Рецензия на книгу
Сёгун
Джеймс Клавелл
Аноним22 февраля 2014 г.Тексты существуют, конечно же, независимо от людей. Они разговаривают и спорят... Что сказала бы сегодня Cэй-Cёнагон, прочитав книгу “Сёгун” Клавелла
То, что меня удивляет
Забавно читать записки варвара о твоей любимой стране. Где взять варвару правильные учтивые слова, как найти ему красивые строки, если он не обучен видеть, как мы. Говорят, все люди стран заходящего солнца мыслят иначе, словами и логическими конструкциями, мы же мыслим образами и с рождения приучены искать красоту мира, созерцать мимолетное, в котором застыла вечность.
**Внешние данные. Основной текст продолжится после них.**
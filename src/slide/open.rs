//! Slide opening by content sniffing.
//!
//! The first bytes of the file decide the decoder: TIFF and BigTIFF magic
//! (either byte order) go to [`TiffSlide`], everything else is handed to the
//! `image` crate and held as a single-level [`MemorySlide`].

use std::path::Path;
use std::sync::Arc;

use tracing::debug;

use crate::error::SlideError;
use crate::io::{LocalFileReader, RangeReader};

use super::{MemorySlide, SlideDecoder, TiffSlide};

/// Number of bytes inspected to identify a container.
const MAGIC_BYTES: usize = 4;

/// Returns `true` if the bytes start with a TIFF or BigTIFF header.
pub fn is_tiff_magic(bytes: &[u8]) -> bool {
    matches!(
        bytes,
        [b'I', b'I', 42, 0, ..] | [b'I', b'I', 43, 0, ..] | [b'M', b'M', 0, 42, ..] | [b'M', b'M', 0, 43, ..]
    )
}

/// Open a slide file with the decoder matching its content.
///
/// `tile_cache` sets the decoded-tile cache capacity of TIFF slides and is
/// ignored for raster images.
pub async fn open_slide(
    path: impl AsRef<Path>,
    tile_cache: usize,
) -> Result<Arc<dyn SlideDecoder>, SlideError> {
    let path = path.as_ref();
    let reader = LocalFileReader::open(path).await?;

    let sniff_len = (reader.size() as usize).min(MAGIC_BYTES);
    let magic = reader.read_exact_at(0, sniff_len).await?;

    if is_tiff_magic(&magic) {
        debug!(path = %path.display(), "Opening as tiled TIFF");
        let slide = TiffSlide::from_reader(reader).await?.with_tile_cache(tile_cache);
        return Ok(Arc::new(slide));
    }

    debug!(path = %path.display(), "Opening as raster image");
    drop(reader);
    let slide = MemorySlide::open(path)?;
    Ok(Arc::new(slide))
}
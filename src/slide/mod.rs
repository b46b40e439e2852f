//! Slide abstraction layer.
//!
//! The tiling engine only needs level geometry and region reads from a slide.
//! That capability is the [`SlideDecoder`] trait; this module provides two
//! implementations of it:
//!
//! ```text
//! ┌─────────────────────────────────────────┐
//! │               TileStream                │
//! └────────────────────┬────────────────────┘
//!                      │
//!                      ▼
//! ┌─────────────────────────────────────────┐
//! │          SlideDecoder Trait             │
//! │  (levels + read_region, &self, Send)    │
//! └────────────────────┬────────────────────┘
//!                      │
//!          ┌───────────┴───────────┐
//!          ▼                       ▼
//! ┌─────────────────┐    ┌─────────────────────┐
//! │   TiffSlide     │    │    MemorySlide      │
//! │ (TIFF/SVS file) │    │ (decoded rasters)   │
//! └─────────────────┘    └─────────────────────┘
//! ```
//!
//! # Usage
//!
//! ```ignore
//! use wsi_tiler::slide::{SlideDecoder, TiffSlide};
//!
//! let slide = TiffSlide::open("slide.svs").await?;
//! // or, picking the decoder from the file content:
//! // let slide = wsi_tiler::slide::open_slide("slide.svs", 64).await?;
//! let level = slide.best_level_for_downsample(4.0).unwrap_or(0);
//! let region = slide.read_region(level, 0, 0, 512, 512).await?;
//! ```

mod decoder;
mod memory;
mod open;
mod tiff_slide;

pub use decoder::{LevelInfo, SlideDecoder};
pub use memory::MemorySlide;
pub use open::{is_tiff_magic, open_slide};
pub use tiff_slide::{TiffSlide, DEFAULT_DECODED_TILE_CACHE};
Почитай нихонских авторов: молчание говорит больше, чем многие слова. Штрих, намек, улыбка, жест скажут больше, чем подробное объяснение, дотошно переданные диалоги. Клавелл говорит о нас, но говорит не нашим языком. Так кого же он в конце концов рисует?.. Японцы 11-го века из “Записок у изголовья” кажутся более близкими веку 21-му, чем японцы Клавелла.
Варвары
Грязные, инфантильные, глупые, подлые, грубые и невоспитанные, но что можно ожидать от чужеземцев. И еще раз грязные.
Нихонцы
Чистые, воспитанные, цивилизованные, непонятные, жестокие. И еще раз чистые и воспитанные.
То, что вызывает интерес
Всегда интересно читать о разности культур. Вся книга – контрасты и недопонимания, это довольно занимательно. Противоположность мировоззрения, мышления, целей, мотиваций. И хотя язык исключительно “европеизирован” (американский диалект не противопоставляется европейскому), слишком логичен, словоцентричен, а не образоцентричен, настроен на проговаривание, а не домысливание или рисование образов, он также рознится в начале книги и в конце: больше чужеземской грубости -- больше японской утонченности (в том числе натуралистической грубости европейцов противостоит богатый язык эротических эвфемизмов Востока: “золотая щель”, “нефритовое копьё”, “облака и дожди”).
Мотивации
Мотивации варвара Анджин-сана: выжить, деньги, нет – опять выжить, а денег все же хочется, я выживу, если стану японцем, блин, какие чистенькие, хочу Марико, нет – всё же корабль.
Мотивации Торанаги: власть, честь, интриги, всех перемудрю, гордость, нет – всё же власть.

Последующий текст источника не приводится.